What you are asked to do >> Whichever lines of the material contain "PartialEq", copy each of them.

»»

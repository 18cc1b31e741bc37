//! Weighted multi-entity fuzzy search.
//!
//! # Responsibility
//! - Build searchable field text for tasks, projects and labels.
//! - Score, filter and rank entities per type.
//! - Mark literal query occurrences for display.
//!
//! # Invariants
//! - Queries shorter than `min_query_chars` (after trim) return nothing.
//! - Every returned score is in `[0, 1]` and within its type threshold.
//! - Per-type results are sorted ascending by score; ties keep input order.
//! - Highlighting is literal-only: a fuzzy hit without a literal occurrence
//!   is returned unmarked.

use crate::config::{EntitySearchConfig, SearchConfig, SearchField};
use crate::model::catalog::{project_name, Label, Project};
use crate::model::task::Task;
use crate::search::fuzzy::{BitapMatcher, FuzzyMatcher};
use log::debug;
use regex::RegexBuilder;
use serde::Serialize;
use std::time::Instant;

/// Entity discriminator for merged result streams.
#[derive(Debug, Clone, Copy, PartialEq, Eq, Hash, Serialize)]
#[serde(rename_all = "snake_case")]
pub enum EntityKind {
    Task,
    Project,
    Label,
}

/// Matched span inside one field.
#[derive(Debug, Clone, PartialEq, Serialize)]
pub struct FieldMatch {
    pub field: SearchField,
    pub distance: f64,
    /// Char offsets `[start, end)` into the field text.
    pub start: usize,
    pub end: usize,
}

/// One accepted entity with its combined score.
#[derive(Debug, Clone, PartialEq, Serialize)]
pub struct Scored<T> {
    pub item: T,
    /// `0.0` is a perfect match.
    pub score: f64,
    pub matches: Vec<FieldMatch>,
}

/// Borrowed view over one hit of any entity type.
#[derive(Debug, Clone, Copy, PartialEq)]
pub enum SearchHit<'a> {
    Task(&'a Scored<Task>),
    Project(&'a Scored<Project>),
    Label(&'a Scored<Label>),
}

impl SearchHit<'_> {
    pub fn kind(&self) -> EntityKind {
        match self {
            Self::Task(_) => EntityKind::Task,
            Self::Project(_) => EntityKind::Project,
            Self::Label(_) => EntityKind::Label,
        }
    }

    pub fn score(&self) -> f64 {
        match self {
            Self::Task(hit) => hit.score,
            Self::Project(hit) => hit.score,
            Self::Label(hit) => hit.score,
        }
    }

    /// Primary display text of the entity.
    pub fn display_text(&self) -> &str {
        match self {
            Self::Task(hit) => hit.item.title.as_str(),
            Self::Project(hit) => hit.item.name.as_str(),
            Self::Label(hit) => hit.item.name.as_str(),
        }
    }
}

/// Typed search response.
#[derive(Debug, Clone, Default, PartialEq, Serialize)]
pub struct SearchResults {
    pub tasks: Vec<Scored<Task>>,
    pub projects: Vec<Scored<Project>>,
    pub labels: Vec<Scored<Label>>,
    /// Sum of the three list lengths.
    pub total: usize,
}

impl SearchResults {
    pub fn is_empty(&self) -> bool {
        self.total == 0
    }

    /// Merged hits in task, project, label order.
    pub fn iter_hits(&self) -> impl Iterator<Item = SearchHit<'_>> {
        self.tasks
            .iter()
            .map(SearchHit::Task)
            .chain(self.projects.iter().map(SearchHit::Project))
            .chain(self.labels.iter().map(SearchHit::Label))
    }
}

/// Search engine over in-memory snapshots.
///
/// Stateless apart from configuration; safe to share across threads when
/// the matcher is.
#[derive(Debug, Clone, Default)]
pub struct SearchEngine<M: FuzzyMatcher = BitapMatcher> {
    matcher: M,
    config: SearchConfig,
}

impl SearchEngine<BitapMatcher> {
    pub fn new() -> Self {
        Self::default()
    }
}

impl<M: FuzzyMatcher> SearchEngine<M> {
    pub fn with_matcher(matcher: M, config: SearchConfig) -> Self {
        Self { matcher, config }
    }

    pub fn config(&self) -> &SearchConfig {
        &self.config
    }

    /// Runs a ranked search across all three entity types.
    ///
    /// Dangling project references resolve to an empty project name.
    pub fn search(
        &self,
        query: &str,
        tasks: &[Task],
        projects: &[Project],
        labels: &[Label],
    ) -> SearchResults {
        let Some(pattern) = self.normalize_query(query) else {
            return SearchResults::default();
        };
        let started_at = Instant::now();

        let task_hits = rank(
            tasks,
            &self.config.tasks,
            |task, field| task_field(task, field, projects),
            &self.matcher,
            &pattern,
        );
        let project_hits = rank(
            projects,
            &self.config.projects,
            project_field,
            &self.matcher,
            &pattern,
        );
        let label_hits = rank(
            labels,
            &self.config.labels,
            label_field,
            &self.matcher,
            &pattern,
        );

        let total = task_hits.len() + project_hits.len() + label_hits.len();
        debug!(
            "event=search module=search status=ok query_len={} tasks={} projects={} labels={} duration_ms={}",
            pattern.chars().count(),
            task_hits.len(),
            project_hits.len(),
            label_hits.len(),
            started_at.elapsed().as_millis()
        );

        SearchResults {
            tasks: task_hits,
            projects: project_hits,
            labels: label_hits,
            total,
        }
    }

    /// Ranked task hits only, used by filtered search.
    pub fn search_tasks(
        &self,
        query: &str,
        tasks: &[Task],
        projects: &[Project],
    ) -> Option<Vec<Scored<Task>>> {
        let pattern = self.normalize_query(query)?;
        Some(rank(
            tasks,
            &self.config.tasks,
            |task, field| task_field(task, field, projects),
            &self.matcher,
            &pattern,
        ))
    }

    /// Wraps the first case-insensitive literal occurrence of `query`.
    pub fn highlight(&self, text: &str, query: &str) -> String {
        highlight_with(
            text,
            query,
            &self.config.highlight_open,
            &self.config.highlight_close,
        )
    }

    fn normalize_query(&self, query: &str) -> Option<String> {
        let trimmed = query.trim();
        if trimmed.chars().count() < self.config.min_query_chars.max(1) {
            return None;
        }
        Some(trimmed.to_string())
    }
}

/// Searches with the default matcher and configuration.
pub fn search(
    query: &str,
    tasks: &[Task],
    projects: &[Project],
    labels: &[Label],
) -> SearchResults {
    SearchEngine::new().search(query, tasks, projects, labels)
}

/// Highlights with the default `<mark>` markers.
pub fn highlight_matches(text: &str, query: &str) -> String {
    let config = SearchConfig::default();
    highlight_with(text, query, &config.highlight_open, &config.highlight_close)
}

fn highlight_with(text: &str, query: &str, open: &str, close: &str) -> String {
    let needle = query.trim();
    if text.is_empty() || needle.is_empty() {
        return text.to_string();
    }
    let Ok(pattern) = RegexBuilder::new(&regex::escape(needle))
        .case_insensitive(true)
        .build()
    else {
        return text.to_string();
    };
    match pattern.find(text) {
        Some(found) => format!(
            "{}{open}{}{close}{}",
            &text[..found.start()],
            found.as_str(),
            &text[found.end()..]
        ),
        None => text.to_string(),
    }
}

fn rank<T, F, M>(
    items: &[T],
    config: &EntitySearchConfig,
    field_text: F,
    matcher: &M,
    pattern: &str,
) -> Vec<Scored<T>>
where
    T: Clone,
    F: Fn(&T, SearchField) -> Option<String>,
    M: FuzzyMatcher,
{
    let total_weight: f64 = config.fields.iter().map(|field| field.weight.max(0.0)).sum();
    if total_weight <= 0.0 {
        return Vec::new();
    }

    let mut hits: Vec<Scored<T>> = items
        .iter()
        .filter_map(|item| {
            let mut weighted = 0.0;
            let mut matches = Vec::new();
            for entry in &config.fields {
                let alignment = field_text(item, entry.field)
                    .filter(|text| !text.is_empty())
                    .and_then(|text| matcher.find(pattern, &text));
                let distance = match alignment {
                    Some(found) => {
                        let distance = found.distance.clamp(0.0, 1.0);
                        if distance < 1.0 {
                            matches.push(FieldMatch {
                                field: entry.field,
                                distance,
                                start: found.start,
                                end: found.end,
                            });
                        }
                        distance
                    }
                    None => 1.0,
                };
                weighted += entry.weight.max(0.0) * distance;
            }

            let score = (weighted / total_weight).clamp(0.0, 1.0);
            (score <= config.threshold).then(|| Scored {
                item: item.clone(),
                score,
                matches,
            })
        })
        .collect();

    // `sort_by` is stable, so equal scores keep collection order.
    hits.sort_by(|left, right| left.score.total_cmp(&right.score));
    hits
}

fn task_field(task: &Task, field: SearchField, projects: &[Project]) -> Option<String> {
    match field {
        SearchField::Title | SearchField::Name => Some(task.title.clone()),
        SearchField::Description => task.description.clone(),
        SearchField::Comments => Some(task.comments.join(" ")),
        SearchField::ProjectName => project_name(projects, task.project_id).map(str::to_string),
    }
}

fn project_field(project: &Project, field: SearchField) -> Option<String> {
    match field {
        SearchField::Name | SearchField::Title => Some(project.name.clone()),
        SearchField::Description => project.description.clone(),
        SearchField::Comments | SearchField::ProjectName => None,
    }
}

fn label_field(label: &Label, field: SearchField) -> Option<String> {
    match field {
        SearchField::Name | SearchField::Title => Some(label.name.clone()),
        _ => None,
    }
}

««

Result of this task >>
#[derive(Debug, Clone, Copy, PartialEq, Eq, Hash, Serialize)]
#[derive(Debug, Clone, PartialEq, Serialize)]
#[derive(Debug, Clone, PartialEq, Serialize)]
#[derive(Debug, Clone, Copy, PartialEq)]
#[derive(Debug, Clone, Default, PartialEq, Serialize)]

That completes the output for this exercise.